Pareço um dinossauro retrógrado com dor na joanete. Mas não posso deixar de expressar e denotar a diferenciação entre o ser mãe ontem e o ser mãe hoje. Nos Estados Unidos é crescente o número de mulheres que adotaram essa profissão, a de ser mãe e parceira. Não são mais condições familiares. São profissões. Em minha opinião, com direito a mestrado. Mas não defendo que a mulher deva fazer isto por imposição da lei da selva, mas que alguém precisa estar menos distante de seus filhotes, isso eu defendo. Afinal, alguém tem que ser mãe nessa casa.
Mãe não é mais uma denominação associada a sexo. Um pai pode ser uma boa mãe. Um pai pode saber fazer bolinhos de chuva como ninguém. Não importa de onde vem a dedicação e o bom conselho. Importa que haja uma boa “mãe” por detrás disso e não uma tevê a cabo, a internet ou um vídeo game. A frase de ordem é: “olha o que eu COMPREI pra vocês, crianças”, enquanto que a frase que eu ouvia era “olha o que eu FIZ pra ti”.
Feliz dia das mães, a todos aqueles que deixam um pouco suas carreiras de lado e se dedicam àqueles que um dia, também serão mães.

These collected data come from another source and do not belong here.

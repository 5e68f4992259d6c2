use crate::config::load_config;
use crate::dump::write_graph_dump;
use crate::gateway::parse_source;
use crate::model::{DiagramKind, Direction};
use crate::snapshot::DiagramDoc;
use crate::state::LayoutState;
use anyhow::Result;
use clap::{Parser, ValueEnum};
use std::io::{self, Read};
use std::path::{Path, PathBuf};

#[derive(Parser, Debug)]
#[command(
    name = "reqflow",
    version,
    about = "Layout engine for artifact-registry diagrams"
)]
pub struct Args {
    /// Source data JSON (components/artifacts/linkages) or '-' for stdin
    #[arg(short = 'i', long = "input")]
    pub input: Option<PathBuf>,

    /// Saved diagram document JSON to hydrate positions and handles from
    #[arg(short = 'd', long = "diagram")]
    pub diagram: Option<PathBuf>,

    /// Diagram type when no saved document is given
    #[arg(short = 't', long = "diagramType", value_enum, default_value = "component")]
    pub diagram_type: DiagramTypeArg,

    /// Layout direction override (TB or LR)
    #[arg(long = "direction")]
    pub direction: Option<String>,

    /// Config JSON file
    #[arg(short = 'c', long = "configFile")]
    pub config: Option<PathBuf>,

    /// Output file for the layout dump. Defaults to stdout.
    #[arg(short = 'o', long = "output")]
    pub output: Option<PathBuf>,

    /// Backend base URL; fetches source data and the diagram from it
    #[cfg(feature = "http")]
    #[arg(long = "url")]
    pub url: Option<String>,

    /// Diagram id to load from the backend
    #[cfg(feature = "http")]
    #[arg(long = "diagramId")]
    pub diagram_id: Option<String>,

    /// Write the recomputed snapshot back to the backend
    #[cfg(feature = "http")]
    #[arg(long = "save", default_value_t = false)]
    pub save: bool,
}

#[derive(ValueEnum, Debug, Clone, Copy)]
pub enum DiagramTypeArg {
    Component,
    ArtifactGraph,
}

impl From<DiagramTypeArg> for DiagramKind {
    fn from(arg: DiagramTypeArg) -> Self {
        match arg {
            DiagramTypeArg::Component => DiagramKind::Component,
            DiagramTypeArg::ArtifactGraph => DiagramKind::ArtifactGraph,
        }
    }
}

pub fn run() -> Result<()> {
    let args = Args::parse();
    let mut config = load_config(args.config.as_deref())?;

    if let Some(token) = args.direction.as_deref() {
        let direction = Direction::from_token(token)
            .ok_or_else(|| anyhow::anyhow!("Unknown direction: {token} (expected TB or LR)"))?;
        config.layout.component_direction = direction;
        config.layout.artifact_direction = direction;
    }

    #[cfg(feature = "http")]
    if let (Some(url), Some(diagram_id)) = (args.url.as_deref(), args.diagram_id.as_deref()) {
        return run_remote(&args, config, url, diagram_id);
    }

    let input = read_input(args.input.as_deref())?;
    let data = parse_source(&input)?;

    let state = match args.diagram.as_deref() {
        Some(path) => {
            let contents = std::fs::read_to_string(path)?;
            let doc: DiagramDoc = serde_json::from_str(&contents)?;
            LayoutState::hydrate(&doc)
        }
        None => LayoutState::new(args.diagram_type.into()),
    };

    let graph = state.recompute(&data, &config);
    write_graph_dump(args.output.as_deref(), &graph)?;
    Ok(())
}

#[cfg(feature = "http")]
fn run_remote(
    args: &Args,
    config: crate::config::Config,
    url: &str,
    diagram_id: &str,
) -> Result<()> {
    use crate::controller::{DiagramSession, SaveStatus};
    use crate::gateway::HttpStore;
    use std::time::Duration;

    let store = HttpStore::new(
        url,
        Duration::from_secs(config.persistence.request_timeout_secs),
    );
    let data = store.fetch_source()?;
    let mut session = DiagramSession::open(diagram_id, Box::new(store), config, &data)?;

    if args.save {
        session.save();
        if session.save_status() == SaveStatus::Error {
            anyhow::bail!("saving diagram {diagram_id} failed");
        }
    }

    write_graph_dump(args.output.as_deref(), session.graph())?;
    Ok(())
}

fn read_input(path: Option<&Path>) -> Result<String> {
    if let Some(path) = path {
        if path == Path::new("-") {
            let mut buf = String::new();
            io::stdin().read_to_string(&mut buf)?;
            return Ok(buf);
        }
        return Ok(std::fs::read_to_string(path)?);
    }

    let mut buf = String::new();
    io::stdin().read_to_string(&mut buf)?;
    Ok(buf)
}
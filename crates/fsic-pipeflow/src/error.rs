//! Error types for the pipe-flow solver.

use fsic_component::ComponentError;
use thiserror::Error;

#[derive(Error, Debug, Clone)]
pub enum PipeFlowError {
    #[error("Contract violation: {what}")]
    ContractViolation { what: &'static str },

    #[error("Newton solve failed to converge: {what}")]
    ConvergenceFailed { what: String },

    #[error("Banded matrix is singular: {what}")]
    SingularMatrix { what: String },

    #[error("Invalid argument: {what}")]
    InvalidArg { what: &'static str },

    #[error("I/O error: {what}")]
    Io { what: String },
}

pub type PipeFlowResult<T> = Result<T, PipeFlowError>;

impl From<PipeFlowError> for ComponentError {
    fn from(e: PipeFlowError) -> Self {
        match e {
            PipeFlowError::ContractViolation { what } => ComponentError::ContractViolation { what },
            PipeFlowError::ConvergenceFailed { what } => ComponentError::Numerical { what },
            PipeFlowError::SingularMatrix { what } => ComponentError::Numerical { what },
            PipeFlowError::InvalidArg { what } => ComponentError::InvalidArg { what },
            PipeFlowError::Io { what } => ComponentError::Numerical { what },
        }
    }
}
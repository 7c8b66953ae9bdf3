//! Ghost-inclusive state arrays shared by [`crate::residual`] and
//! [`crate::jacobian`].
//!
//! Every array has length `m + 2`: index `0` is the inlet ghost cell, `1..=m`
//! are the interior cell centers, and `m + 1` is the outlet ghost cell.

use fsic_core::Real;

#[derive(Clone, Debug)]
pub struct PipeFlowState {
    pub m: usize,
    pub dz: Real,
    pub dt: Real,
    pub cmk2: Real,
    /// Numerical damping from the central pressure discretization; recomputed
    /// each residual/Jacobian evaluation from `ureference`, `dz`, `dt`.
    pub alpha: Real,

    pub u: Vec<Real>,
    pub p: Vec<Real>,
    pub a: Vec<Real>,
    /// Previous time step's velocity (only `un[m+1]` is read, by the outlet
    /// characteristic BC).
    pub un: Vec<Real>,
    /// Previous time step's pressure (only `pn[m+1]` is read).
    pub pn: Vec<Real>,
    pub an: Vec<Real>,
}

impl PipeFlowState {
    /// Unknown-vector length: interleaved `[u, p]` pairs over `m + 2` cells.
    pub fn n_unknowns(&self) -> usize {
        2 * self.m + 4
    }

    /// Add the Newton step `dx = [du0, dp0, du1, dp1, ...]` in place.
    pub fn apply_step(&mut self, dx: &[Real]) {
        for i in 0..self.m + 2 {
            self.u[i] += dx[2 * i];
            self.p[i] += dx[2 * i + 1];
        }
    }
}
//! LinearExtrapolator: predicts each step's initial coupling guess by
//! linearly extrapolating the last two accepted interface states (C3).
//!
//! Keeps the triple `(xn, x, xp)` of previous/current/next-candidate
//! states: `predict()` computes `xp = 2*x - xn` as the coupling
//! iteration's first guess, `update()` records the value accepted at the
//! end of the iteration loop into `xp`, and `initializestep()` shifts the
//! window (`xn <- x`, `x <- xp`) at the start of the next time step.

mod error;

pub use error::{ExtrapolatorError, ExtrapolatorResult};

use fsic_component::{ComponentResult, Lifecycle, StepExtrapolator};
use fsic_core::Real;
use nalgebra::DVector;

pub struct LinearExtrapolator {
    xn: DVector<Real>,
    x: DVector<Real>,
    xp: DVector<Real>,

    initialized: bool,
    added: bool,
}

impl LinearExtrapolator {
    pub fn new() -> Self {
        Self {
            xn: DVector::zeros(0),
            x: DVector::zeros(0),
            xp: DVector::zeros(0),
            initialized: false,
            added: false,
        }
    }
}

impl Default for LinearExtrapolator {
    fn default() -> Self {
        Self::new()
    }
}

impl Lifecycle for LinearExtrapolator {
    fn initialize(&mut self) -> ComponentResult<()> {
        if self.initialized {
            return Err(ExtrapolatorError::ContractViolation {
                what: "LinearExtrapolator already initialized",
            }
            .into());
        }
        self.initialized = true;
        Ok(())
    }

    fn initializestep(&mut self) -> ComponentResult<()> {
        if !self.initialized {
            return Err(ExtrapolatorError::ContractViolation {
                what: "LinearExtrapolator not initialized",
            }
            .into());
        }
        self.xn = self.x.clone();
        self.x = self.xp.clone();
        Ok(())
    }

    fn finalizestep(&mut self) -> ComponentResult<()> {
        if !self.added {
            return Err(ExtrapolatorError::ContractViolation {
                what: "no information added during step",
            }
            .into());
        }
        self.added = false;
        Ok(())
    }

    fn finalize(&mut self) -> ComponentResult<()> {
        if !self.initialized {
            return Err(ExtrapolatorError::ContractViolation {
                what: "LinearExtrapolator not initialized",
            }
            .into());
        }
        self.initialized = false;
        Ok(())
    }
}

impl StepExtrapolator for LinearExtrapolator {
    fn initialize_state(&mut self, x0: &DVector<Real>) {
        self.xp = x0.clone();
        self.x = x0.clone();
        self.xn = DVector::zeros(x0.len());
    }

    fn predict(&mut self) -> DVector<Real> {
        self.xp = 2.0 * &self.x - &self.xn;
        self.xp.clone()
    }

    fn update(&mut self, x: &DVector<Real>) -> ComponentResult<()> {
        self.xp = x.clone();
        self.added = true;
        Ok(())
    }
}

PS: Essa crônica é uma homenagem a duas grandes mães que tive na minha vida, e que se imortalizaram: Maria Amália e Emília Correa.

Um comentário:

  1. A Meu Dispor gostei demaisssss... só tenho uma mãe que tem o quilate de 89 anos de vida e que ainda escuta bem. lê corretamente, dentes naturais e não caducou... 23 gestações, sendo eu a 19ª.
    Em certa ocasião de nossas vidas, ela foi uma guerreira, uma mulher destemida, corajosa, determinada!
    E nós que fizemos parte desta ocasião (eu com quase 12 anos de vida), a rodeávamos ouvindo seus planos, instruções e ajudando a preparar tudo.
    É o máximo que tenho dela!
    Agora guardo comigo, sua fraqueza forte de contemplar o sepultamente do primeiro filho. Sim, da caçula, a que mais ela pode dedicar.